Kurz Megan,Guerra-Alejos Brenda Carolina,Min Jeong Eun,Barker Brittany,Pauly Bernadette,Urbanoski Karen,Nosyk BohdanORCID

Abstract

Abstract Background Characterizing the diffusion of adopted changes in policy and clinical practice can inform enhanced implementation strategies to ensure prompt uptake in public health emergencies and other rapidly evolving disease areas. A novel guidance document was introduced at the onset of the COVID-19 pandemic in British Columbia (BC), Canada, which supported clinicians to prescribe opioids, stimulants, and benzodiazepines. We aimed to determine the extent to which uptake and discontinuation of an initial attempt at a prescribed safer supply (PSS) program were influenced through networks of prescribers. Methods We executed a retrospective population-based study using linked health administrative data that captured all clinicians who prescribed to at least one client with a substance use disorder from March 27, 2020, to August 31, 2021. Our main exposure was the prescribing patterns of an individuals’ peers, defined as the proportion of a prescribers’ professional network (based on shared clients), which had previously prescribed PSS, updated monthly. The primary outcome measured whether a clinician had prescribed their initial PSS prescription during a given calendar month. The secondary outcome was the discontinuation of PSS prescribing, defined as an absence for PSS prescriptions for at least 3 months. We estimated logistic regression models using generalized estimated equations on monthly repeated measurements to determine and characterize the extent to which peer networks influenced the initiation and discontinuation of PSS prescribing, controlling for network, clinician, and caseload characteristics. Innovators were defined as individuals initiating PSS prior to May 2020, and early adopters were individuals initiating PSS after. Results Among 14,137 prescribers treating clients with substance use disorder, there were 228 innovators of prescribed safer supply and 1062 early adopters through the end of study follow-up, but 653 (50.6%) were no longer prescribing by August 2021. Prescribers with over 20% of peers whom had adopted PSS had a nearly fourfold higher adjusted odds of PSS prescribing themselves (aOR: 3.79, 95% CI: (3.15, 4.56)), compared to those with no connected safer supply prescribers. Conclusions The uptake of PSS in BC was highly dependent on the behavior of prescribers’ peer networks. Future implementation strategies to support PSS or other policies would benefit from leveraging networks of prescribers.

Funder

Canadian Institutes of Health Research

Ministry of Health, British Columbia

Publisher

Springer Science and Business Media LLC

Subject

Public Health, Environmental and Occupational Health,Health Informatics,Health Policy,General Medicine

Reference61 articles.

1. British Columbia Centre on Substance Use, BC Ministry of Health. Risk mitigation in the context of dual public health emergencies - interim clinical guidance. 2020.
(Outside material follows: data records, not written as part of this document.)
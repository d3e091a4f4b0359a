//! Prometheus metrics for the NATS worker.

use metrics::{counter, histogram};
use std::time::Duration;

/// Metrics for one worker instance.
#[derive(Clone)]
pub struct WorkerMetrics {
    stream_name: String,
    handler_name: String,
}

impl WorkerMetrics {
    /// Create new metrics.
    pub fn new(stream_name: &str, handler_name: &str) -> Self {
        Self {
            stream_name: stream_name.to_string(),
            handler_name: handler_name.to_string(),
        }
    }

    /// Record a message received from the stream.
    pub fn message_received(&self) {
        counter!(
            "nats_worker_messages_received_total",
            "stream" => self.stream_name.clone(),
            "handler" => self.handler_name.clone()
        )
        .increment(1);
    }

    /// Record a message acknowledged after successful processing.
    pub fn message_acked(&self, duration: Duration) {
        counter!(
            "nats_worker_messages_acked_total",
            "stream" => self.stream_name.clone(),
            "handler" => self.handler_name.clone()
        )
        .increment(1);

        self.record_duration(duration);
    }

    /// Record a message negatively acknowledged.
    pub fn message_nacked(&self, duration: Duration) {
        counter!(
            "nats_worker_messages_nacked_total",
            "stream" => self.stream_name.clone(),
            "handler" => self.handler_name.clone()
        )
        .increment(1);

        self.record_duration(duration);
    }

    fn record_duration(&self, duration: Duration) {
        histogram!(
            "nats_worker_message_duration_seconds",
            "stream" => self.stream_name.clone(),
            "handler" => self.handler_name.clone()
        )
        .record(duration.as_secs_f64());
    }
}

/// Initialize Prometheus metrics.
pub fn init_metrics() -> metrics_exporter_prometheus::PrometheusHandle {
    let builder = metrics_exporter_prometheus::PrometheusBuilder::new();
    builder
        .install_recorder()
        .expect("Failed to install Prometheus recorder")
}
//! Test publisher for the e-mail actuator
//!
//! Run with: cargo run -p email_actuator --example publish_send

use email::models::{AddressRole, EmailAddress, EmailRequest};

#[tokio::main]
async fn main() -> Result<(), Box<dyn std::error::Error>> {
    let nats_url =
        std::env::var("NATS_URL").unwrap_or_else(|_| "nats://localhost:4222".to_string());

    println!("Connecting to NATS at {}...", nats_url);
    let client = async_nats::connect(&nats_url).await?;
    let jetstream = async_nats::jetstream::new(client);

    // Ensure stream exists
    println!("Creating/getting EMAIL_SEND stream...");
    let stream_config = async_nats::jetstream::stream::Config {
        name: "EMAIL_SEND".to_string(),
        subjects: vec!["email.send.>".to_string()],
        retention: async_nats::jetstream::stream::RetentionPolicy::Limits,
        max_messages: 100_000,
        ..Default::default()
    };

    match jetstream.get_or_create_stream(stream_config).await {
        Ok(_) => println!("Stream EMAIL_SEND ready"),
        Err(e) => println!("Stream warning: {}", e),
    }

    let request = EmailRequest {
        addresses: vec![
            EmailAddress::new("test@example.com", AddressRole::To),
            EmailAddress::new("copy@example.com", AddressRole::Cc),
        ],
        subject: Some("Actuator test".to_string()),
        is_html: false,
        content: "Hello from the publish_send example.".to_string(),
    };

    let payload = serde_json::to_vec(&request)?;

    println!("Publishing send request to {} recipients", request.addresses.len());

    let ack = jetstream
        .publish("email.send.request", payload.into())
        .await?
        .await?;

    println!("Published! Stream sequence: {}", ack.sequence);
    println!("\nCheck the actuator logs and Mailpit at http://localhost:8025");

    Ok(())
}
use crate::Environment;
use tracing::debug;
use tracing_subscriber::{prelude::*, EnvFilter};

/// Install color-eyre with a project-standard configuration.
///
/// Call this early in main(), before any fallible operations, to ensure
/// colored error output. Safe to call multiple times.
pub fn install_color_eyre() {
    let _ = color_eyre::config::HookBuilder::default()
        .display_location_section(true)
        .display_env_section(false)
        .install();
}

/// Initialize tracing with environment-aware configuration.
///
/// - **Production** (`APP_ENV=production`): JSON format for log aggregation,
///   module targets hidden, flattened event fields.
/// - **Development** (default): pretty-printed, human-readable output.
///
/// Both variants install `tracing_error::ErrorLayer` so eyre reports carry
/// span traces. `RUST_LOG` overrides the default filter.
///
/// Safe to call multiple times; re-initialization is silently skipped
/// (common in tests).
pub fn init_tracing(environment: &Environment) {
    let is_production = environment.is_production();

    let filter = EnvFilter::try_from_default_env().unwrap_or_else(|_| {
        if is_production {
            EnvFilter::new("info")
        } else {
            EnvFilter::new("debug")
        }
    });

    let result = if is_production {
        tracing_subscriber::registry()
            .with(
                tracing_subscriber::fmt::layer()
                    .json()
                    .with_target(false)
                    .flatten_event(true),
            )
            .with(tracing_error::ErrorLayer::default())
            .with(filter)
            .try_init()
    } else {
        tracing_subscriber::registry()
            .with(
                tracing_subscriber::fmt::layer()
                    .with_target(false)
                    .with_file(false)
                    .with_line_number(false)
                    .pretty(),
            )
            .with(tracing_error::ErrorLayer::default())
            .with(filter)
            .try_init()
    };

    if result.is_err() {
        debug!("Tracing already initialized, skipping re-initialization");
    }
}
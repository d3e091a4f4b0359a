//! E-Mail Actuator Service (NATS JetStream)
//!
//! Binary entry point for the NATS-based e-mail actuator.

#[tokio::main]
async fn main() {
    if let Err(e) = email_actuator::run().await {
        eprintln!("Fatal error: {:#}", e);
        std::process::exit(1);
    }
}
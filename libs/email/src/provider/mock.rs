//! Mock delivery provider for testing

use super::{EmailProvider, SendResult};
use crate::instruction::SendInstruction;
use async_trait::async_trait;
use eyre::Result;
use std::sync::Arc;
use tokio::sync::Mutex;

/// Mock provider that captures dispatched instructions.
///
/// Clones share the capture store, so a cloned handle can assert on what an
/// actuator owning the original dispatched.
#[derive(Clone)]
pub struct MockProvider {
    sent: Arc<Mutex<Vec<SendInstruction>>>,
    should_fail: bool,
    failure_message: Option<String>,
}

impl MockProvider {
    /// Create a new mock provider
    pub fn new() -> Self {
        Self {
            sent: Arc::new(Mutex::new(Vec::new())),
            should_fail: false,
            failure_message: None,
        }
    }

    /// Create a mock provider that always fails
    pub fn failing(message: impl Into<String>) -> Self {
        Self {
            sent: Arc::new(Mutex::new(Vec::new())),
            should_fail: true,
            failure_message: Some(message.into()),
        }
    }

    /// Get all dispatched instructions
    pub async fn sent(&self) -> Vec<SendInstruction> {
        self.sent.lock().await.clone()
    }

    /// Get the count of dispatched instructions
    pub async fn sent_count(&self) -> usize {
        self.sent.lock().await.len()
    }

    /// Check if an instruction was dispatched to a specific primary address
    pub async fn was_sent_to(&self, address: &str) -> bool {
        self.sent
            .lock()
            .await
            .iter()
            .any(|i| i.to.iter().any(|a| a == address))
    }
}

impl Default for MockProvider {
    fn default() -> Self {
        Self::new()
    }
}

#[async_trait]
impl EmailProvider for MockProvider {
    async fn send(&self, instruction: &SendInstruction) -> Result<SendResult> {
        if self.should_fail {
            let message = self
                .failure_message
                .clone()
                .unwrap_or_else(|| "Mock failure".to_string());
            return Err(eyre::eyre!(message));
        }

        let mut sent = self.sent.lock().await;
        sent.push(instruction.clone());

        Ok(SendResult {
            message_id: format!("mock-{}", sent.len()),
        })
    }

    async fn health_check(&self) -> Result<()> {
        if self.should_fail {
            return Err(eyre::eyre!("Mock health check failed"));
        }
        Ok(())
    }

    fn name(&self) -> &'static str {
        "mock"
    }
}

#[cfg(test)]
mod tests {
    use super::*;
    use crate::instruction::MailBody;

    fn instruction() -> SendInstruction {
        SendInstruction {
            to: vec!["test@example.com".to_string()],
            cc: vec![],
            bcc: vec![],
            subject: Some("Test Subject".to_string()),
            body: MailBody::Plain("Test body".to_string()),
        }
    }

    #[tokio::test]
    async fn test_mock_provider_captures_instruction() {
        let provider = MockProvider::new();

        let result = provider.send(&instruction()).await;
        assert!(result.is_ok());

        let sent = provider.sent().await;
        assert_eq!(sent.len(), 1);
        assert_eq!(sent[0].to, vec!["test@example.com"]);
        assert!(provider.was_sent_to("test@example.com").await);
        assert!(!provider.was_sent_to("other@example.com").await);
    }

    #[tokio::test]
    async fn test_mock_provider_fails() {
        let provider = MockProvider::failing("Simulated failure");

        let result = provider.send(&instruction()).await;
        assert!(result.is_err());
        assert!(result
            .unwrap_err()
            .to_string()
            .contains("Simulated failure"));
        assert_eq!(provider.sent_count().await, 0);
        assert!(provider.health_check().await.is_err());
    }
}
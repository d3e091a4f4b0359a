//! E-mail actuator library with NATS JetStream support
//!
//! Receives structured e-mail-send requests from an inbound message stream,
//! validates them, maps them into transport-neutral send instructions, and
//! dispatches them through a delivery provider. The outcome of each attempt
//! decides the acknowledgement of the inbound message.
//!
//! ## Components
//!
//! - **Wire Models**: [`EmailRequest`], [`EmailAddress`], [`AddressRole`]
//! - **Validation**: [`validate`] returning a set of [`Violation`]s
//! - **Mapping**: [`SendInstruction`] with role-partitioned address groups
//! - **Providers**: SMTP via lettre, and a capturing mock for tests
//! - **Pipeline**: [`EmailActuator`], a `messaging::MessageHandler`
//!
//! ## Usage with NATS JetStream
//!
//! ```ignore
//! use email::{EmailActuator, EmailSendStream, SmtpProvider};
//! use messaging::nats::{NatsWorker, WorkerConfig};
//!
//! let actuator = EmailActuator::new(SmtpProvider::from_env()?);
//! let config = WorkerConfig::from_stream::<EmailSendStream>();
//! let worker = NatsWorker::new(jetstream, actuator, config).await?;
//! worker.run(shutdown_rx).await?;
//! ```

pub mod actuator;
pub mod error;
pub mod instruction;
pub mod models;
pub mod provider;
pub mod report;
pub mod streams;
pub mod validate;

pub use actuator::EmailActuator;
pub use error::ActuatorError;
pub use instruction::{MailBody, SendInstruction};
pub use models::{AddressRole, EmailAddress, EmailRequest};
pub use provider::{EmailProvider, MockProvider, SendResult, SmtpConfig, SmtpProvider};
pub use report::ProcessingOutcome;
pub use streams::EmailSendStream;
pub use validate::{validate, Violation};
//! Messaging abstractions for message-driven actuators.
//!
//! The core contract is [`MessageHandler`]: a handler receives the raw
//! payload of one inbound message and returns a [`Disposition`] telling the
//! queue side whether to acknowledge (`Ack`) or negatively acknowledge
//! (`Nack`) the message. The NATS JetStream backend in [`nats`] owns the
//! consumption loop and issues exactly one acknowledgement action per
//! message based on that disposition.

pub mod handler;
pub mod nats;

pub use handler::{Disposition, MessageHandler};
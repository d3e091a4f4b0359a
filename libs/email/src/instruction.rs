//! Transport-neutral send instructions.

use crate::models::{AddressRole, EmailRequest};

/// The body of an outbound message with its content type.
#[derive(Debug, Clone, PartialEq, Eq)]
pub enum MailBody {
    /// Plain-text content
    Plain(String),
    /// Rich-text (HTML) content
    Html(String),
}

impl MailBody {
    /// The content string regardless of content type.
    pub fn content(&self) -> &str {
        match self {
            Self::Plain(content) | Self::Html(content) => content,
        }
    }
}

/// A transport-neutral, role-partitioned send instruction.
///
/// Built once per validated request, handed to the delivery provider, then
/// discarded.
#[derive(Debug, Clone, PartialEq, Eq)]
pub struct SendInstruction {
    /// Primary recipients
    pub to: Vec<String>,
    /// Carbon-copy recipients
    pub cc: Vec<String>,
    /// Blind-carbon-copy recipients
    pub bcc: Vec<String>,
    /// Subject, copied verbatim; the provider owns any default
    pub subject: Option<String>,
    /// Body with its content type
    pub body: MailBody,
}

impl SendInstruction {
    /// Map a validated request into a send instruction.
    ///
    /// Total over validated input: every address lands in exactly one group
    /// matching its role, preserving order within each group.
    pub fn from_request(request: &EmailRequest) -> Self {
        let mut to = Vec::new();
        let mut cc = Vec::new();
        let mut bcc = Vec::new();

        for address in &request.addresses {
            let group = match address.role {
                AddressRole::To => &mut to,
                AddressRole::Cc => &mut cc,
                AddressRole::Bcc => &mut bcc,
            };
            group.push(address.value.clone());
        }

        let body = if request.is_html {
            MailBody::Html(request.content.clone())
        } else {
            MailBody::Plain(request.content.clone())
        };

        Self {
            to,
            cc,
            bcc,
            subject: request.subject.clone(),
            body,
        }
    }

    /// Total number of recipients across all groups.
    pub fn recipient_count(&self) -> usize {
        self.to.len() + self.cc.len() + self.bcc.len()
    }
}

#[cfg(test)]
mod tests {
    use super::*;
    use crate::models::EmailAddress;

    #[test]
    fn test_partitions_by_role_preserving_order() {
        let request = EmailRequest {
            addresses: vec![
                EmailAddress::new("a@x.com", AddressRole::To),
                EmailAddress::new("b@x.com", AddressRole::Cc),
                EmailAddress::new("c@x.com", AddressRole::Bcc),
                EmailAddress::new("d@x.com", AddressRole::To),
            ],
            subject: Some("S".to_string()),
            is_html: false,
            content: "C".to_string(),
        };

        let instruction = SendInstruction::from_request(&request);

        assert_eq!(instruction.to, vec!["a@x.com", "d@x.com"]);
        assert_eq!(instruction.cc, vec!["b@x.com"]);
        assert_eq!(instruction.bcc, vec!["c@x.com"]);
        assert_eq!(instruction.recipient_count(), request.addresses.len());
    }

    #[test]
    fn test_plain_body() {
        let request = EmailRequest {
            addresses: vec![EmailAddress::to("a@x.com")],
            subject: Some("S".to_string()),
            is_html: false,
            content: "C".to_string(),
        };

        let instruction = SendInstruction::from_request(&request);
        assert_eq!(instruction.body, MailBody::Plain("C".to_string()));
        assert_eq!(instruction.subject.as_deref(), Some("S"));
    }

    #[test]
    fn test_html_body() {
        let request = EmailRequest {
            addresses: vec![EmailAddress::to("a@x.com")],
            subject: None,
            is_html: true,
            content: "<p>hi</p>".to_string(),
        };

        let instruction = SendInstruction::from_request(&request);
        assert_eq!(instruction.body, MailBody::Html("<p>hi</p>".to_string()));
        assert_eq!(instruction.body.content(), "<p>hi</p>");
        assert_eq!(instruction.subject, None);
    }
}
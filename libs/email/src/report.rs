//! Outcome reporting: one log record and one acknowledgement directive
//! per pipeline invocation.

use crate::models::EmailRequest;
use messaging::Disposition;
use tracing::{error, info};

/// Terminal outcome of one pipeline invocation.
#[derive(Debug, Clone, PartialEq, Eq)]
pub enum ProcessingOutcome {
    /// The provider accepted the e-mail
    Delivered,
    /// Delivery failed with the given reason
    Failed(String),
}

/// Report an outcome: emit exactly one log entry embedding the original
/// request for traceability, and return the matching acknowledgement
/// directive. Never swallows an outcome.
pub fn report(outcome: ProcessingOutcome, request: &EmailRequest) -> Disposition {
    match outcome {
        ProcessingOutcome::Delivered => {
            info!(request = ?request, "Sent the e-mail");
            Disposition::Ack
        }
        ProcessingOutcome::Failed(reason) => {
            error!(request = ?request, reason = %reason, "Cannot send the e-mail");
            Disposition::Nack(reason)
        }
    }
}

#[cfg(test)]
mod tests {
    use super::*;
    use crate::models::EmailAddress;

    fn request() -> EmailRequest {
        EmailRequest {
            addresses: vec![EmailAddress::to("a@x.com")],
            subject: Some("S".to_string()),
            is_html: false,
            content: "C".to_string(),
        }
    }

    #[test]
    fn test_delivered_acks() {
        assert_eq!(
            report(ProcessingOutcome::Delivered, &request()),
            Disposition::Ack
        );
    }

    #[test]
    fn test_failed_nacks_with_cause() {
        let disposition = report(
            ProcessingOutcome::Failed("connection refused".to_string()),
            &request(),
        );
        assert_eq!(
            disposition,
            Disposition::Nack("connection refused".to_string())
        );
    }
}
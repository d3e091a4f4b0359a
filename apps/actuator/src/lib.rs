//! E-Mail Actuator Service (NATS JetStream)
//!
//! A background worker that turns e-mail-send requests from NATS JetStream
//! into SMTP deliveries.
//!
//! ## Architecture
//!
//! ```text
//! NATS JetStream (EMAIL_SEND stream)
//!   ↓ (Pull Consumer: email-actuator)
//! NatsWorker<EmailActuator>
//!   ↓ (decode → validate → map)
//! EmailProvider (SMTP via lettre)
//!   ↓
//! ack / nack back to the stream
//! ```
//!
//! ## Features
//!
//! - NATS JetStream for durable message queues
//! - Pull-based consumer with ack/nak semantics
//! - Exactly one send attempt and one acknowledgement per message
//! - Graceful shutdown handling
//! - Health check endpoints for Kubernetes probes
//! - Prometheus metrics

use core_config::{app_info, Environment};
use email::{EmailActuator, EmailSendStream, SmtpProvider};
use eyre::{Result, WrapErr};
use messaging::nats::{HealthServer, NatsWorker, WorkerConfig};
use tokio::signal;
use tokio::sync::watch;
use tracing::{error, info, warn};

/// Run the e-mail actuator.
///
/// This is the main entry point for the worker. It:
/// 1. Sets up structured logging (env-aware: JSON for prod, pretty for dev)
/// 2. Connects to NATS with JetStream
/// 3. Selects the SMTP provider (authenticated relay for prod, Mailpit for dev)
/// 4. Starts the worker with graceful shutdown handling
///
/// # Errors
///
/// Returns an error if:
/// - NATS connection fails
/// - JetStream is not available
/// - SMTP provider configuration is invalid
/// - The worker encounters a fatal error
pub async fn run() -> Result<()> {
    core_config::tracing::install_color_eyre();

    let environment = Environment::from_env();
    core_config::tracing::init_tracing(&environment);

    let metrics_handle = messaging::nats::metrics::init_metrics();

    let app_info = app_info!();
    info!(
        name = %app_info.name,
        version = %app_info.version,
        environment = ?environment,
        "Starting e-mail actuator service"
    );

    let health_port: u16 = std::env::var("EMAIL_ACTUATOR_HEALTH_PORT")
        .or_else(|_| std::env::var("HEALTH_PORT"))
        .unwrap_or_else(|_| "8081".to_string())
        .parse()
        .unwrap_or(8081);

    let nats_url =
        std::env::var("NATS_URL").unwrap_or_else(|_| "nats://localhost:4222".to_string());

    info!(url = %nats_url, "Connecting to NATS...");
    let nats_client = async_nats::connect(&nats_url)
        .await
        .wrap_err_with(|| format!("Failed to connect to NATS at {}", nats_url))?;
    info!("Connected to NATS successfully");

    let jetstream = async_nats::jetstream::new(nats_client);

    let worker_config =
        WorkerConfig::from_stream::<EmailSendStream>().with_health_port(health_port);

    info!(
        stream = %worker_config.stream_name,
        consumer = %worker_config.consumer_name,
        durable = %worker_config.durable_name,
        "Worker configuration loaded"
    );

    let provider = match environment {
        Environment::Production => {
            info!("Using authenticated SMTP relay for production");
            SmtpProvider::from_env().wrap_err(
                "SMTP configuration error. Ensure SMTP_HOST and EMAIL_FROM_ADDRESS are set.",
            )?
        }
        Environment::Development => {
            info!("Using Mailpit SMTP provider for development");
            SmtpProvider::mailpit().wrap_err("SMTP configuration error")?
        }
    };

    let actuator = EmailActuator::new(provider);

    // Shutdown signal plumbing
    let (shutdown_tx, shutdown_rx) = watch::channel(false);
    tokio::spawn(async move {
        if let Err(e) = shutdown_signal().await {
            error!("Error waiting for shutdown signal: {}", e);
        }
        let _ = shutdown_tx.send(true);
    });

    let health_server = HealthServer::new(health_port).with_metrics(metrics_handle);
    let health_state = health_server.state();
    tokio::spawn(async move {
        if let Err(e) = health_server.run().await {
            error!(error = %e, "Health server failed");
        }
    });

    let worker = NatsWorker::new(jetstream, actuator, worker_config)
        .await
        .wrap_err("Failed to create NATS worker")?;

    // Probe the provider once at startup; a dead relay flips readiness
    // but the worker still starts (the relay may come up later).
    let healthy = worker.handler_healthy().await;
    health_state.set_handler_healthy(healthy).await;
    if !healthy {
        warn!("Delivery provider health check failed at startup");
    }

    info!("NATS worker created, starting processing...");
    worker
        .run(shutdown_rx)
        .await
        .map_err(|e| eyre::eyre!("{}", e))?;

    info!("E-mail actuator service stopped");
    Ok(())
}

/// Wait for a shutdown signal (SIGINT or SIGTERM)
async fn shutdown_signal() -> Result<()> {
    let ctrl_c = async {
        signal::ctrl_c()
            .await
            .expect("Failed to install Ctrl+C handler");
    };

    #[cfg(unix)]
    let terminate = async {
        signal::unix::signal(signal::unix::SignalKind::terminate())
            .expect("Failed to install signal handler")
            .recv()
            .await;
    };

    #[cfg(not(unix))]
    let terminate = std::future::pending::<()>();

    tokio::select! {
        _ = ctrl_c => {
            info!("Received Ctrl+C, initiating shutdown...");
        },
        _ = terminate => {
            info!("Received SIGTERM, initiating shutdown...");
        },
    }

    Ok(())
}
//! Error taxonomy for the actuator pipeline.

use crate::validate::Violation;
use thiserror::Error;

/// Failures of one pipeline invocation.
///
/// Every variant is contained within the invocation that produced it: it is
/// logged and surfaced as a negative acknowledgement, never propagated out
/// of the pipeline.
#[derive(Debug, Error)]
pub enum ActuatorError {
    /// Inbound payload could not be parsed into a request
    #[error("cannot decode the payload: {0}")]
    Decode(#[from] serde_json::Error),

    /// Request was decodable but violates its structural constraints
    #[error("invalid request: {}", format_violations(.0))]
    Validation(Vec<Violation>),

    /// The delivery provider reported a failure
    #[error("cannot send the e-mail: {0}")]
    Delivery(String),
}

fn format_violations(violations: &[Violation]) -> String {
    violations
        .iter()
        .map(ToString::to_string)
        .collect::<Vec<_>>()
        .join(", ")
}

#[cfg(test)]
mod tests {
    use super::*;

    #[test]
    fn test_validation_error_lists_violations() {
        let error = ActuatorError::Validation(vec![
            Violation::new("addresses", "must not be empty"),
            Violation::new("content", "must not be empty"),
        ]);

        let rendered = error.to_string();
        assert!(rendered.contains("addresses: must not be empty"));
        assert!(rendered.contains("content: must not be empty"));
    }

    #[test]
    fn test_decode_error_from_serde() {
        let decode_failure = serde_json::from_str::<crate::models::EmailRequest>("not json")
            .map_err(ActuatorError::from)
            .unwrap_err();
        assert!(matches!(decode_failure, ActuatorError::Decode(_)));
    }
}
2. Nosyk B, Slaunwhite A, Urbanoski K, Hongdilokkul N, Palis H, Lock K, et al. Evaluation of risk mitigation measures for people with substance use disorders to address the dual public health crises of COVID-19 and overdose in British Columbia: a mixed-method study protocol. BMJ Open. 2021;11(6):e048353.

3. Ministry of Mental Health and Addictions, Ministry of Health. Access to prescribed safer supply in British Columbia: policy direction: BC Ministry of Health; 2021. Available from: https://www2.gov.bc.ca/assets/gov/overdose-awareness/prescribed_safer_supply_in_bc.pdf. updated 2021/07/15.

4. British Columbia Centre on Substance Use, BC Ministry of Health, Ministry of Mental Health and Addictions. Risk mitigation in the context of dual health emergencies—interim clinical guidance: update: British Columbia Centre on Substance Use; 2022 . Available from: https://www.bccsu.ca/wp-content/uploads/2022/02/Risk-Mitigation-Guidance-Update-February-2022.pdf.

5. British Columbia Centre on Substance Use. Webinar – safer supply pt 1. [cited 2023 Oct 4]. Available from: https://www.bccsu.ca/webinar-safer-supply-pt-1/?highlight=webinar.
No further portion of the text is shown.